Né le 20 juin 1946 dans la ville de Mimongo (au Sud du Gabon) le jeune Jean-Christian MBOUMBA MAKAYA fait ses classes au collège classique et moderne Félix Eboué (actuel Lycée Léon MBA) en 1959 soit un an avant l’accession du pays à l’indépendance.
Très tôt, il se fait connaître sur la scène musicale en composant le titre « Tate na mame » (« Papa et maman » en langue Ipunu) alors qu’il n’a que 17 ans. Mais c’est sa chanson » Les grands guides » composée en 1967 qui lui vaudra une reconnaissance auprès des hautes autorités du pays. En 1966, Mackjoss sort un titre qui deviendra un « classique » de la musique gabonaise voire africaine « Le Boucher ». Ce titre lui a valu de recevoir de la star de la rumba congolaise Franco, un don de matériels de musique.
Au début des années 1970, il entre dans l’armée gabonaise et fonde avec Martin Rompavet, John Abessolo et Mathurin Nzamba entre autres, l’orchestre des forces armées gabonaises. Cet orchestre deviendra plus tard le groupe Massako qui enchaînera des succès.

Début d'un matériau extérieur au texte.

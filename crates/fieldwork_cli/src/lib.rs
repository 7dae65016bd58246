//! Command-line interface for Fieldwork.
//!
//! # Usage
//!
//! ```bash
//! # Validate a resolver configuration
//! fieldwork check resolvers.json
//!
//! # Execute a query plan against in-memory entities, twice, sharing the cache
//! fieldwork run --config resolvers.json --entities entities.json --query plan.json --repeat 2
//!
//! # Vary cache contexts through request data
//! fieldwork run -c resolvers.json --query plan.json --context 'languages={"language_interface":"de"}'
//!
//! # List the built-in data producers
//! fieldwork producers
//! ```

use clap::{Parser, Subcommand};
use colored::Colorize;
use fieldwork_core::{DiagnosticBag, DiagnosticSeverity};
use fieldwork_runtime::{
    Context, Entity, Executor, ExecutorConfig, MemoryEntityStorage, ProducerRegistry,
    QueryPlan, Response, SchemaConfig, Services,
};
use serde_json::Value;
use std::path::{Path, PathBuf};
use std::sync::Arc;
use tracing::info;

#[derive(Parser, Debug)]
#[command(name = "fieldwork")]
#[command(author, version, about, long_about = None)]
pub struct Cli {
    #[arg(short, long, global = true)]
    pub verbose: bool,

    #[arg(short, long, global = true)]
    pub quiet: bool,

    #[command(subcommand)]
    pub command: Commands,
}

#[derive(Subcommand, Debug)]
pub enum Commands {
    /// Check resolver configurations for errors
    Check {
        #[arg(required = true)]
        files: Vec<PathBuf>,

        /// Treat warnings as errors
        #[arg(long)]
        strict: bool,
    },

    /// Execute a query plan
    Run {
        /// Resolver configuration file
        #[arg(short, long)]
        config: PathBuf,

        /// Query plan file
        #[arg(short = 'Q', long)]
        query: PathBuf,

        /// Entities to serve, as a JSON array
        #[arg(short, long)]
        entities: Option<PathBuf>,

        /// Number of executions sharing one cache
        #[arg(long, default_value = "1")]
        repeat: usize,

        /// Resolve without the field cache
        #[arg(long)]
        no_cache: bool,

        /// Request data as key=value; the value is JSON or a plain string
        #[arg(long = "context", value_parser = parse_context_arg)]
        context: Vec<(String, Value)>,
    },

    /// List the built-in data producers
    Producers,

    /// Print version information
    Version,
}

pub async fn run(cli: Cli) -> Result<i32, Box<dyn std::error::Error>> {
    match cli.command {
        Commands::Check { files, strict } => check_files(&files, strict, cli.verbose),
        Commands::Run {
            config,
            query,
            entities,
            repeat,
            no_cache,
            context,
        } => {
            let request = context
                .into_iter()
                .fold(Context::new(), |request, (key, value)| request.with(key, value));
            run_plan(
                &config,
                &query,
                entities.as_deref(),
                repeat,
                !no_cache,
                request,
                cli.quiet,
            )
            .await
        }
        Commands::Producers => {
            list_producers();
            Ok(0)
        }
        Commands::Version => {
            println!("fieldwork {}", env!("CARGO_PKG_VERSION"));
            Ok(0)
        }
    }
}

/// Parses `key=value`, reading the value as JSON when it parses.
pub fn parse_context_arg(arg: &str) -> Result<(String, Value), String> {
    let (key, value) = arg
        .split_once('=')
        .ok_or_else(|| format!("expected key=value, got '{}'", arg))?;
    if key.is_empty() {
        return Err(format!("missing key in '{}'", arg));
    }
    let value = serde_json::from_str(value).unwrap_or_else(|_| Value::from(value));
    Ok((key.to_string(), value))
}

fn builtin_registry(storage: MemoryEntityStorage) -> (ProducerRegistry, Arc<MemoryEntityStorage>) {
    let storage = Arc::new(storage);
    (ProducerRegistry::with_builtins(storage.clone()), storage)
}

fn check_files(files: &[PathBuf], strict: bool, verbose: bool) -> Result<i32, Box<dyn std::error::Error>> {
    let mut has_errors = false;
    let (registry, _) = builtin_registry(MemoryEntityStorage::new());

    for file in files {
        if verbose {
            println!("{} {}", "Checking".blue(), file.display());
        }

        let config = SchemaConfig::from_json(&std::fs::read_to_string(file)?)?;
        let (resolvers, diagnostics) = config.build(&registry);
        let failed = diagnostics.has_errors() || (strict && !diagnostics.is_empty());

        if failed {
            has_errors = true;
            eprintln!("{} {}", "Error".red().bold(), file.display());
        } else if verbose {
            println!("{} {} ({} resolvers)", "OK".green(), file.display(), resolvers.len());
        }
        print_diagnostics(&diagnostics);
    }

    if has_errors {
        Ok(1)
    } else {
        println!("{} {} file(s) checked", "Success:".green().bold(), files.len());
        Ok(0)
    }
}

fn print_diagnostics(diagnostics: &DiagnosticBag) {
    for diagnostic in diagnostics.iter() {
        let level = match diagnostic.severity {
            DiagnosticSeverity::Error => format!("error[{}]", diagnostic.code).red().bold(),
            DiagnosticSeverity::Warning => format!("warning[{}]", diagnostic.code).yellow().bold(),
        };
        eprintln!("  {} {}", level, diagnostic.title);
        for label in &diagnostic.labels {
            eprintln!("    {} {}: {}", "-->".blue(), label.location, label.message);
        }
    }
}

/// The result of executing a plan one or more times.
#[derive(Debug)]
pub struct RunOutcome {
    pub responses: Vec<Response>,
    /// Bulk loads issued against entity storage.
    pub storage_loads: usize,
}

/// Executes `plan` `repeat` times against one cache and entity storage.
pub async fn execute(
    config: &SchemaConfig,
    entities: Vec<Entity>,
    plan: &QueryPlan,
    request: Context,
    repeat: usize,
    caching: bool,
) -> Result<RunOutcome, DiagnosticBag> {
    let (registry, storage) = builtin_registry(MemoryEntityStorage::from_entities(entities));
    let (resolvers, diagnostics) = config.build(&registry);
    if diagnostics.has_errors() {
        return Err(diagnostics);
    }

    let executor = Executor::new(resolvers, Services::new(registry)).with_config(ExecutorConfig {
        caching: caching && config.caching,
        ..config.executor_config()
    });

    let mut responses = Vec::with_capacity(repeat);
    for _ in 0..repeat {
        responses.push(executor.execute(plan, request.clone()).await);
    }

    Ok(RunOutcome {
        responses,
        storage_loads: storage.load_calls().len(),
    })
}

async fn run_plan(
    config: &Path,
    query: &Path,
    entities: Option<&Path>,
    repeat: usize,
    caching: bool,
    request: Context,
    quiet: bool,
) -> Result<i32, Box<dyn std::error::Error>> {
    let config = SchemaConfig::from_json(&std::fs::read_to_string(config)?)?;
    let plan = QueryPlan::from_json(&std::fs::read_to_string(query)?)?;
    let entities: Vec<Entity> = match entities {
        Some(path) => serde_json::from_str(&std::fs::read_to_string(path)?)?,
        None => Vec::new(),
    };

    let outcome = match execute(&config, entities, &plan, request, repeat.max(1), caching).await {
        Ok(outcome) => outcome,
        Err(diagnostics) => {
            eprintln!("{} invalid resolver configuration", "Error:".red().bold());
            print_diagnostics(&diagnostics);
            return Ok(1);
        }
    };

    let mut has_errors = false;
    for (i, response) in outcome.responses.iter().enumerate() {
        has_errors |= response.has_errors();
        info!(
            run = i + 1,
            errors = response.errors.as_ref().map_or(0, Vec::len),
            "executed query plan"
        );
        println!("{}", serde_json::to_string_pretty(response)?);

        if !quiet {
            let metadata = &response.metadata;
            eprintln!(
                "{} max-age {}, tags [{}], contexts [{}]",
                "Cacheability:".cyan(),
                metadata.max_age,
                metadata.tags.iter().cloned().collect::<Vec<_>>().join(", "),
                metadata.contexts.iter().cloned().collect::<Vec<_>>().join(", "),
            );
        }
    }

    if !quiet {
        eprintln!("{} {}", "Storage loads:".cyan(), outcome.storage_loads);
    }

    Ok(if has_errors { 1 } else { 0 })
}

fn list_producers() {
    let (registry, _) = builtin_registry(MemoryEntityStorage::new());
    for definition in registry.definitions() {
        let cacheable = if definition.cacheable {
            "cacheable".green()
        } else {
            "uncached".dimmed()
        };
        println!("{} {} ({})", definition.id.bold(), definition.label, cacheable);
        for (slot, slot_definition) in &definition.consumes {
            let required = if slot_definition.required { "required" } else { "optional" };
            let kind = if slot_definition.multiple {
                format!("[{}]", slot_definition.kind)
            } else {
                slot_definition.kind.to_string()
            };
            println!("    {}: {} ({})", slot, kind, required);
        }
    }
}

L’œuvre de l’artiste a traversé le temps à l’image de la chanson « le boucher ». Mackjoss, artiste engagé ? Témoin de son temps ? Moralisateur ? Faiseurs de rois ? Autant de questions qui taraudent les esprits lorsque son cheminement musical est revisité depuis les années d’avant les indépendances quand avec les Léon Mbou Yembi, il fréquentait le Lycée Félix Eboué, aujourd’hui devenu Lycée national Léon Mba. Il quittait l’internat pour se rendre au quartier « Derrière l’Hôpital » où il se produisait avec l’orchestre « Negro Tropical » qui sollicitera ses services lors d’une remarquable tournée à Lambaréné, tournée qui constituera une période charnière dans ce qui deviendra sa vie professionnelle qui se poursuivra sous d’autres fanions jusqu’aux « Massako » des Forces Terrestres et Navales gabonaises dont il deviendra le chef d’orchestre, groupe au sein duquel il atteindra le sommet de sa carrière.

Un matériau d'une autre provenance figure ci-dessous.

//! The data producer proxy: resolves a producer's inputs, runs it, and
//! optionally serves and stores its result through the cache.

use crate::cache::{CacheRecord, Expire};
use crate::cache_key::{context_key, prefix_key, result_key};
use crate::context::ResolveContext;
use crate::producer::{DataProducer, ProducerDefinition, ProducerInputs};
use crate::resolver::{Resolved, Resolver, ResolverArgs};
use fieldwork_core::{CacheableMetadata, ConfigError, Deferred, ResolveError, ResolveResult};
use futures::future::try_join_all;
use indexmap::IndexMap;
use serde::{Deserialize, Serialize};
use serde_json::Value;
use std::sync::Arc;
use tracing::{debug, warn};

/// A field resolver backed by a data producer.
///
/// The input mapping and configuration are shared by every resolution of
/// the field.
#[derive(Debug, Clone)]
pub struct DataProducerProxy {
    id: String,
    mapping: Arc<IndexMap<String, Resolver>>,
    config: Arc<Value>,
    cached: bool,
}

/// What the result record stores.
#[derive(Debug, Serialize, Deserialize)]
struct CachedResult {
    value: Value,
    metadata: CacheableMetadata,
}

impl DataProducerProxy {
    /// Creates a proxy for the producer `id` with no inputs mapped.
    pub fn new(id: impl Into<String>) -> Self {
        Self {
            id: id.into(),
            mapping: Arc::new(IndexMap::new()),
            config: Arc::new(Value::Null),
            cached: false,
        }
    }

    /// Maps an input slot to a resolver.
    #[must_use]
    pub fn map(mut self, slot: impl Into<String>, resolver: impl Into<Resolver>) -> Self {
        Arc::make_mut(&mut self.mapping).insert(slot.into(), resolver.into());
        self
    }

    /// Sets the producer configuration.
    #[must_use]
    pub fn config(mut self, config: Value) -> Self {
        self.config = Arc::new(config);
        self
    }

    /// Serves results through the cache when the producer supports it.
    #[must_use]
    pub fn cached(mut self) -> Self {
        self.cached = true;
        self
    }

    pub fn id(&self) -> &str {
        &self.id
    }

    pub fn mapping(&self) -> &IndexMap<String, Resolver> {
        &self.mapping
    }

    pub fn producer_config(&self) -> &Value {
        &self.config
    }

    pub fn is_cached(&self) -> bool {
        self.cached
    }

    /// Resolves the field.
    ///
    /// Mapping and producer lookup errors, including those of nested
    /// resolvers, are returned immediately. Slot failures, producer failures
    /// and cache key failures resolve the deferred to an error.
    pub fn resolve(
        &self,
        parent: &Value,
        args: &ResolverArgs,
        ctx: &ResolveContext,
    ) -> ResolveResult<Deferred<Resolved>> {
        let registry = ctx.services().producers();
        let definition = Arc::clone(
            registry
                .definition(&self.id)
                .ok_or_else(|| ConfigError::UnknownProducer(self.id.clone()))?,
        );
        self.check_mapping(&definition)?;
        let producer = registry.create_instance(&self.id, &self.config)?;

        let slots = self
            .mapping
            .iter()
            .map(|(slot, resolver)| {
                resolver
                    .resolve(parent, args, ctx)
                    .map(|deferred| (slot.clone(), deferred))
                    .map_err(|e| ResolveError::slot(slot.as_str(), e))
            })
            .collect::<ResolveResult<Vec<_>>>()?;

        let cached = self.cached && definition.cacheable && ctx.caching();
        let ctx = ctx.clone();

        Ok(Deferred::new(async move {
            let (inputs, slot_metadata) = wait_for_slots(&definition, slots).await?;
            if cached {
                resolve_cached(&definition.id, producer.as_ref(), &inputs, slot_metadata, &ctx).await
            } else {
                let produced = produce(&definition.id, producer.as_ref(), &inputs, &ctx).await?;
                Ok(Resolved::with_metadata(
                    produced.value,
                    produced.metadata.merge(&slot_metadata),
                ))
            }
        }))
    }

    fn check_mapping(&self, definition: &ProducerDefinition) -> Result<(), ConfigError> {
        if let Some(slot) = self.mapping.keys().find(|slot| definition.slot(slot).is_none()) {
            return Err(ConfigError::UndeclaredSlot {
                producer: self.id.clone(),
                slot: slot.clone(),
            });
        }
        if let Some((slot, _)) = definition
            .consumes
            .iter()
            .find(|(slot, declaration)| declaration.required && !self.mapping.contains_key(*slot))
        {
            return Err(ConfigError::MissingSlot {
                producer: self.id.clone(),
                slot: slot.clone(),
            });
        }
        Ok(())
    }
}

/// Waits for every slot, checks each value against its declaration, and
/// collects the slots' metadata.
async fn wait_for_slots(
    definition: &ProducerDefinition,
    slots: Vec<(String, Deferred<Resolved>)>,
) -> ResolveResult<(ProducerInputs, CacheableMetadata)> {
    let resolved = try_join_all(slots.into_iter().map(|(slot, deferred)| async move {
        match deferred.await {
            Ok(resolved) => Ok((slot, resolved)),
            Err(e) => Err(ResolveError::slot(slot, e)),
        }
    }))
    .await?;

    let mut inputs = ProducerInputs::new();
    let mut metadata = CacheableMetadata::new();
    for (slot, Resolved { value, metadata: slot_metadata }) in resolved {
        if let Some(declaration) = definition.slot(&slot) {
            declaration.check(&value).map_err(|message| {
                ResolveError::slot(slot.as_str(), ResolveError::producer(&definition.id, message))
            })?;
        }
        metadata.add_dependency(&slot_metadata);
        inputs.insert(slot, value);
    }
    Ok((inputs, metadata))
}

/// Runs the producer; the metadata holds its declared contexts plus
/// whatever it added while resolving.
async fn produce(
    id: &str,
    producer: &dyn DataProducer,
    inputs: &ProducerInputs,
    ctx: &ResolveContext,
) -> ResolveResult<Resolved> {
    let mut metadata = CacheableMetadata::new().with_contexts(producer.cache_contexts());
    let value = producer.resolve(inputs, ctx, &mut metadata).await?;
    debug!(producer = %id, max_age = %metadata.max_age, "data producer resolved");
    Ok(Resolved::with_metadata(value, metadata))
}

async fn resolve_cached(
    id: &str,
    producer: &dyn DataProducer,
    inputs: &ProducerInputs,
    slot_metadata: CacheableMetadata,
    ctx: &ResolveContext,
) -> ResolveResult<Resolved> {
    let vectors = producer
        .edge_cache_vectors(inputs)
        .map_err(|e| ResolveError::cache_key(id, e.to_string()))?;
    let keys = ctx
        .services()
        .contexts()
        .convert_tokens_to_keys(&producer.cache_contexts(), ctx.request())
        .map_err(|e| ResolveError::cache_key(id, e.to_string()))?;
    let prefix = prefix_key(id, &vectors, &keys);

    if let Some(hit) = read_cached(id, &prefix, ctx).await? {
        debug!(producer = %id, key = %prefix, "cache hit");
        return Ok(Resolved::with_metadata(hit.value, hit.metadata.merge(&slot_metadata)));
    }
    debug!(producer = %id, key = %prefix, "cache miss");

    let produced = produce(id, producer, inputs, ctx).await?;
    let resolved = Resolved::with_metadata(produced.value, produced.metadata.merge(&slot_metadata));

    if resolved.metadata.max_age.is_uncacheable() {
        debug!(producer = %id, "max-age 0, result not stored");
        return Ok(resolved);
    }
    write_cached(id, &prefix, &resolved, ctx).await?;
    Ok(resolved)
}

/// Looks up the context record, then the result for the live values of the
/// stored context tokens. Backend failures read as a miss.
async fn read_cached(
    id: &str,
    prefix: &str,
    ctx: &ResolveContext,
) -> ResolveResult<Option<CachedResult>> {
    let cache = ctx.services().cache();

    let key = context_key(prefix);
    let record = match cache.get(&key).await {
        Ok(Some(record)) => record,
        Ok(None) => return Ok(None),
        Err(e) => {
            warn!(producer = %id, key = %key, error = %e, "cache read failed");
            return Ok(None);
        }
    };
    let tokens: Vec<String> = match serde_json::from_value(record.data) {
        Ok(tokens) => tokens,
        Err(e) => {
            warn!(producer = %id, key = %key, error = %e, "discarding unreadable context record");
            return Ok(None);
        }
    };

    let live = ctx
        .services()
        .contexts()
        .convert_tokens_to_keys(&tokens, ctx.request())
        .map_err(|e| ResolveError::cache_key(id, e.to_string()))?;
    let key = result_key(prefix, &live);

    let record = match cache.get(&key).await {
        Ok(Some(record)) => record,
        Ok(None) => return Ok(None),
        Err(e) => {
            warn!(producer = %id, key = %key, error = %e, "cache read failed");
            return Ok(None);
        }
    };
    match serde_json::from_value::<CachedResult>(record.data) {
        Ok(result) => Ok(Some(result)),
        Err(e) => {
            warn!(producer = %id, key = %key, error = %e, "discarding unreadable result record");
            Ok(None)
        }
    }
}

/// Stores the context record and the result record. Only key computation
/// failures are errors; backend failures are logged.
async fn write_cached(
    id: &str,
    prefix: &str,
    resolved: &Resolved,
    ctx: &ResolveContext,
) -> ResolveResult<()> {
    let metadata = &resolved.metadata;
    let tokens: Vec<String> = metadata.contexts.iter().cloned().collect();
    let keys = ctx
        .services()
        .contexts()
        .convert_tokens_to_keys(&tokens, ctx.request())
        .map_err(|e| ResolveError::cache_key(id, e.to_string()))?;

    let result = CachedResult {
        value: resolved.value.clone(),
        metadata: metadata.clone(),
    };
    let data = match serde_json::to_value(&result) {
        Ok(data) => data,
        Err(e) => {
            warn!(producer = %id, error = %e, "result is not storable");
            return Ok(());
        }
    };

    let expire = Expire::from_max_age(metadata.max_age, ctx.request_time());
    let records = vec![
        (
            context_key(prefix),
            CacheRecord {
                data: Value::from(tokens),
                expire,
                tags: metadata.tags.clone(),
            },
        ),
        (
            result_key(prefix, &keys),
            CacheRecord {
                data,
                expire,
                tags: metadata.tags.clone(),
            },
        ),
    ];

    if let Err(e) = ctx.services().cache().set_multiple(records).await {
        warn!(producer = %id, key = %prefix, error = %e, "cache write failed");
    }
    Ok(())
}
//! Core types for Fieldwork.
//!
//! This crate provides the foundational types used throughout fieldwork:
//! - `deferred`: Resolve-once shared values
//! - `metadata`: Cache tags, contexts and max-age
//! - `error`: Error taxonomy
//! - `diagnostics`: Configuration check reporting

pub mod deferred;
pub mod diagnostics;
pub mod error;
pub mod metadata;

pub use deferred::{wait_all, Deferred};
pub use diagnostics::{Diagnostic, DiagnosticBag, DiagnosticSeverity, Label};
pub use error::{BufferError, ConfigError, ResolveError, ResolveResult};
pub use metadata::{CacheableMetadata, MaxAge};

Avec « les Grands guides », une œuvre chantée lors de l’élection présidentielle à liste unique qui mettait juste aux côtés de Léon Mba, Albert-Bernard Bongo, il invite les Gabonais à faire le bon choix pour leur avenir et celui du Gabon. Il appelle en fait ses compatriotes à la mobilisation en faveur de ladite liste plus qu’autre chose, car si le Gabon de cette époque est multipartite, il n’en demeure pas moins que le camp du président Mba est celui qui a le vent en poupe au regard de la configuration politique du moment, marquée par l’immixtion dans les affaires internes du pays nouvellement indépendant de la puissance tutélaire, la France. C’est pourquoi, il n’hésite pas d’ailleurs à vanter le travail de Léon Mba, en évoquant le port d’Owendo, l’émancipation de la femme, la suppression de la dot et autres faits sociaux dus au père de l’indépendance.

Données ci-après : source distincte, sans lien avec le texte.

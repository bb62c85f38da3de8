use std::env;
use std::net::SocketAddr;
use std::path::PathBuf;

use tn_infra::cluster::DEFAULT_CREATE_CONCURRENCY;

#[derive(Debug, thiserror::Error)]
pub enum ConfigError {
    #[error("{name} is invalid: {value:?}")]
    Invalid { name: &'static str, value: String },
}

#[derive(Debug, Clone)]
pub struct AppConfig {
    pub listen_addr: SocketAddr,
    /// Bearer key for the control API. The server refuses to start without one.
    pub api_key: Option<String>,
    /// Root of per-deployment manifest directories.
    pub output_dir: PathBuf,
    /// Bound on concurrent machine creations, image pushes and removals.
    pub concurrency: usize,
    /// When set, deploy this experiment once and exit instead of serving.
    pub experiment_file: Option<PathBuf>,
}

fn parse<T: std::str::FromStr>(name: &'static str, default: &str) -> Result<T, ConfigError> {
    let value = env::var(name).unwrap_or_else(|_| default.into());
    value.parse().map_err(|_| ConfigError::Invalid { name, value })
}

impl AppConfig {
    pub fn from_env() -> Result<Self, ConfigError> {
        let concurrency: usize = parse("CREATE_CONCURRENCY", &DEFAULT_CREATE_CONCURRENCY.to_string())?;
        if concurrency == 0 {
            return Err(ConfigError::Invalid {
                name: "CREATE_CONCURRENCY",
                value: "0".into(),
            });
        }

        Ok(Self {
            listen_addr: parse("LISTEN_ADDR", "0.0.0.0:8080")?,
            api_key: env::var("TESTNET_API_KEY").ok().filter(|k| !k.is_empty()),
            output_dir: env::var("OUTPUT_DIR")
                .unwrap_or_else(|_| "deployments".into())
                .into(),
            concurrency,
            experiment_file: env::var("EXPERIMENT_FILE").ok().map(PathBuf::from),
        })
    }
}
use std::sync::Arc;

use crate::config::AppConfig;
use crate::driver::DeploymentDriver;

#[derive(Clone)]
pub struct AppState {
    pub driver: Arc<DeploymentDriver>,
    pub config: AppConfig,
}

Quand vient « le Boucher » en 1966, l’artiste veut s’affirmer comme, non plus un artiste gabonais simplement, mais musicien à la stature africaine, ce qui lui réussira bien et lui vaudra d’accéder au hit-parade africain de l’époque. Après 1967 et la mort de Léon Mba, suivie de l’accession au pouvoir par le jeu des règles constitutionnelles d’Albert-Bernard Bongo, Mackjoss va se muer en musicien très proche de ses contemporains avec des titres comme « Muru tabe » qui vont lui valoir d’être convoqué plusieurs fois par le pouvoir avide d’explications sur des sujets qu’il pensait être subversifs. Et pourtant, l’artiste ne baissera pas la garde, préférant la liberté à l’esclavage. Aussi, va-t-il renforcer sa capacité à venir à bout de l’adversité, multipliant les chansons sensibilisatrices, voire mobilisatrices parallèlement avec celles qui rappellent des souvenirs ancestraux à travers une musique tirée du terroir, ce qui lui a valu le qualificatif erroné d’artiste obscène si l’on tient compte de l’analyse de certains musicologues qui ont vu dans « Puiti tsiotsu », non pas une insulte faite aux femmes, mais une invite à la compréhension d’un message, celui selon lequel la femme, épouse, doit être perçue comme celle qui aime avec son cœur et est donc prête à donner tout ce qu’elle peut pour sauvegarder un idéal et n’est nullement, quoi qu’elle soit l’objet de convoitises, une passoire quand bien même il peut lui arriver de faillir.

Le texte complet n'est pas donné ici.